▶ **Activity**
If a line comes after the one containing "fn start_red_alert(&mut self)", leave it out; copy every line before it, and that line too, exactly as written, starting from the first line of the entries.

Saved data entries:
»»
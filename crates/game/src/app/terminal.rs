use std::io::{self, Write};
use std::thread;
use std::time::Duration;

use vantage_engine::{
    AudioSurface, CardDef, EffectsSurface, HotspotAction, HotspotId, MissionReport, NarrationLine,
    NarrationPresenter, ProgressSink, QuestionPrompt, SceneDef, SoundRef, StageView,
};

/// Prints narration one character at a time, old terminal style. A zero
/// delay prints the whole line at once.
pub(crate) struct TerminalNarrator {
    typing_delay: Duration,
}

impl TerminalNarrator {
    pub(crate) fn new(typing_delay: Duration) -> Self {
        Self { typing_delay }
    }
}

impl NarrationPresenter for TerminalNarrator {
    fn show(&mut self, line: &NarrationLine) {
        print!("\n[{}] ", line.speaker);
        io::stdout().flush().ok();
        if self.typing_delay.is_zero() {
            println!("{}", line.text);
        } else {
            for ch in line.text.chars() {
                print!("{ch}");
                io::stdout().flush().ok();
                thread::sleep(self.typing_delay);
            }
            println!();
        }
        if line.gated {
            println!("  (press Enter to continue)");
        }
    }
}

pub(crate) struct TerminalEffects;

impl EffectsSurface for TerminalEffects {
    fn start_red_alert(&mut self) {
        println!("  !! RED ALERT - the deck lighting snaps to red !!");
    }

    fn stop_red_alert(&mut self) {
        println!("  (the red alert lighting fades)");
    }

    fn show_glitch(&mut self) {
        println!("  ~~ every display on the deck dissolves into static ~~");
    }

    fn hide_glitch(&mut self) {
        println!("  (the displays settle back to normal)");
    }

    fn show_villain(&mut self) {
        println!("  >> a jagged sprite coalesces out of the static <<");
    }

    fn hide_villain(&mut self) {
        println!("  (the sprite breaks apart and is gone)");
    }

    fn start_victory_glow(&mut self) {
        println!("  ** a warm glow spreads across the deck **");
    }

    fn stop_victory_glow(&mut self) {
        println!("  (the glow fades)");
    }
}

pub(crate) struct TerminalAudio;

impl AudioSurface for TerminalAudio {
    fn play_sfx(&mut self, sound: &SoundRef) {
        println!("  (sfx: {sound})");
    }

    fn play_bgm(&mut self, sound: &SoundRef) {
        println!("  (bgm: {sound})");
    }

    fn stop_bgm(&mut self) {
        println!("  (bgm off)");
    }
}

pub(crate) struct TerminalStage;

impl StageView for TerminalStage {
    fn show_hub(&mut self, title: &str, cards: &[CardDef]) {
        println!("\n=== {title} ===");
        for (index, card) in cards.iter().enumerate() {
            match &card.description {
                Some(description) => {
                    println!("  {}. {} - {}", index + 1, card.label, description)
                }
                None => println!("  {}. {}", index + 1, card.label),
            }
        }
        println!("  (type `go <number>` to enter a deck, `help` for commands)");
    }

    fn enter_scene(&mut self, scene: &SceneDef) {
        println!("\n--- {} ---", scene.display_label());
        for hotspot in &scene.hotspots {
            let tag = match hotspot.action {
                HotspotAction::Dialog => "look",
                HotspotAction::Quiz => "term",
            };
            println!("  [{tag}] {} ({})", hotspot.display_label(), hotspot.id);
        }
        println!("  (type `click <hotspot id>`, `home`, or `help`)");
    }

    fn leave_scene(&mut self) {}

    fn highlight_quiz_hotspot(&mut self, hotspot: &HotspotId) {
        println!("  >> {hotspot} hums and its screen turns green <<");
    }

    fn show_question(&mut self, prompt: &QuestionPrompt) {
        println!("\n  Q{}/{}: {}", prompt.index + 1, prompt.total, prompt.text);
        for (index, option) in prompt.options.iter().enumerate() {
            if option.enabled {
                println!("    {}) {}", index + 1, option.text);
            } else {
                println!("    -) {} (ruled out)", option.text);
            }
        }
        println!("  (type `answer <number>`)");
    }

    fn show_report(&mut self, report: &MissionReport) {
        println!("\n  ==== MISSION REPORT ====");
        println!("  time      {}", format_elapsed(report.elapsed));
        println!("  score     {}", report.score);
        println!(
            "  explored  {}/{} stations",
            report.explored_visited, report.explored_required
        );
        println!(
            "  answers   {}/{} first try",
            report.correct_answers, report.total_questions
        );
        println!(
            "  accuracy  {}% - link {}",
            report.accuracy,
            report.status.label()
        );
        println!("  (type `ok` to continue)");
    }

    fn close_quiz(&mut self) {
        println!("  (terminal session closed)");
    }
}

pub(crate) struct TerminalScoreline;

impl ProgressSink for TerminalScoreline {
    fn publish(&mut self, score: u32, percent: u8, scene_label: Option<&str>) {
        match scene_label {
            Some(label) => println!("  [score {score} | {label} {percent}% surveyed]"),
            None => println!("  [score {score}]"),
        }
    }
}

pub(crate) fn format_elapsed(elapsed: Duration) -> String {
    let total_seconds = elapsed.as_secs();
    format!("{:02}:{:02}", total_seconds / 60, total_seconds % 60)
}

#[cfg(test)]
mod tests {
    use super::*;

    #[test]
    fn elapsed_formats_as_minutes_and_seconds() {
        assert_eq!(format_elapsed(Duration::ZERO), "00:00");
        assert_eq!(format_elapsed(Duration::from_secs(5)), "00:05");
        assert_eq!(format_elapsed(Duration::from_secs(75)), "01:15");
        assert_eq!(format_elapsed(Duration::from_millis(59_999)), "00:59");
    }

    #[test]
    fn elapsed_minutes_run_past_the_hour() {
        assert_eq!(format_elapsed(Duration::from_secs(3_661)), "61:01");
    }
}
««
▶ **Response to this exercise**
filename crates/game/src/app/terminal.rs
use std::io::{self, Write};
use std::thread;
use std::time::Duration;

use vantage_engine::{
    AudioSurface, CardDef, EffectsSurface, HotspotAction, HotspotId, MissionReport, NarrationLine,
    NarrationPresenter, ProgressSink, QuestionPrompt, SceneDef, SoundRef, StageView,
};

/// Prints narration one character at a time, old terminal style. A zero
/// delay prints the whole line at once.
pub(crate) struct TerminalNarrator {
    typing_delay: Duration,
}

impl TerminalNarrator {
    pub(crate) fn new(typing_delay: Duration) -> Self {
        Self { typing_delay }
    }
}

impl NarrationPresenter for TerminalNarrator {
    fn show(&mut self, line: &NarrationLine) {
        print!("\n[{}] ", line.speaker);
        io::stdout().flush().ok();
        if self.typing_delay.is_zero() {
            println!("{}", line.text);
        } else {
            for ch in line.text.chars() {
                print!("{ch}");
                io::stdout().flush().ok();
                thread::sleep(self.typing_delay);
            }
            println!();
        }
        if line.gated {
            println!("  (press Enter to continue)");
        }
    }
}

pub(crate) struct TerminalEffects;

impl EffectsSurface for TerminalEffects {
    fn start_red_alert(&mut self) {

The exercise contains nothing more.